* [WHAT IS EXPECTED]: Reproduce the data in full, exactly as it appears.

*** Opening of INPUT DATA ***

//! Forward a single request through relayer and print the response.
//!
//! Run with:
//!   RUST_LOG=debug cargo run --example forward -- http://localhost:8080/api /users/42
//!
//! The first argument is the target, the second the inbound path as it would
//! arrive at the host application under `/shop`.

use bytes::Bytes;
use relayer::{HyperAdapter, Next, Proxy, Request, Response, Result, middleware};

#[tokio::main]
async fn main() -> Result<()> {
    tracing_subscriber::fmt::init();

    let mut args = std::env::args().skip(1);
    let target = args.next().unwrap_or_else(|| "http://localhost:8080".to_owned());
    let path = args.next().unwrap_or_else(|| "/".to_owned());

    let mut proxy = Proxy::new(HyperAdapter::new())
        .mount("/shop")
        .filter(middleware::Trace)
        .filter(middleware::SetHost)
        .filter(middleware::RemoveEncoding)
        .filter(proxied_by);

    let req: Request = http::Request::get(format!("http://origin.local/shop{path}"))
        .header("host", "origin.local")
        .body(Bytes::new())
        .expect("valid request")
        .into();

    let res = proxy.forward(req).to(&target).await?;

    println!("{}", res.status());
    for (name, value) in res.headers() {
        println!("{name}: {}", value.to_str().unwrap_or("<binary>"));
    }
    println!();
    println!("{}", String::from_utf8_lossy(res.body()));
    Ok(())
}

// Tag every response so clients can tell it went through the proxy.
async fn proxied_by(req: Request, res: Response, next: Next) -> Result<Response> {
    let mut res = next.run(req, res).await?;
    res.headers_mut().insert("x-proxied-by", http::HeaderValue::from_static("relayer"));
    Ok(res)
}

*** Close of INPUT DATA ***

* [RESPONSE BOX]:
//! Forward a single request through relayer and print the response.
//!
//! Run with:
//!   RUST_LOG=debug cargo run --example forward -- http://localhost:8080/api /users/42
//!
//! The first argument is the target, the second the inbound path as it would
//! arrive at the host application under `/shop`.

use bytes::Bytes;
use relayer::{HyperAdapter, Next, Proxy, Request, Response, Result, middleware};

#[tokio::main]
async fn main() -> Result<()> {
    tracing_subscriber::fmt::init();

    let mut args = std::env::args().skip(1);
    let target = args.next().unwrap_or_else(|| "http://localhost:8080".to_owned());
    let path = args.next().unwrap_or_else(|| "/".to_owned());

    let mut proxy = Proxy::new(HyperAdapter::new())
        .mount("/shop")
        .filter(middleware::Trace)
        .filter(middleware::SetHost)
        .filter(middleware::RemoveEncoding)
        .filter(proxied_by);

    let req: Request = http::Request::get(format!("http://origin.local/shop{path}"))
        .header("host", "origin.local")
        .body(Bytes::new())
        .expect("valid request")
        .into();

    let res = proxy.forward(req).to(&target).await?;

    println!("{}", res.status());
    for (name, value) in res.headers() {
        println!("{name}: {}", value.to_str().unwrap_or("<binary>"));
    }
    println!();
    println!("{}", String::from_utf8_lossy(res.body()));
    Ok(())
}

// Tag every response so clients can tell it went through the proxy.
async fn proxied_by(req: Request, res: Response, next: Next) -> Result<Response> {
    let mut res = next.run(req, res).await?;
    res.headers_mut().insert("x-proxied-by", http::HeaderValue::from_static("relayer"));
    Ok(res)
}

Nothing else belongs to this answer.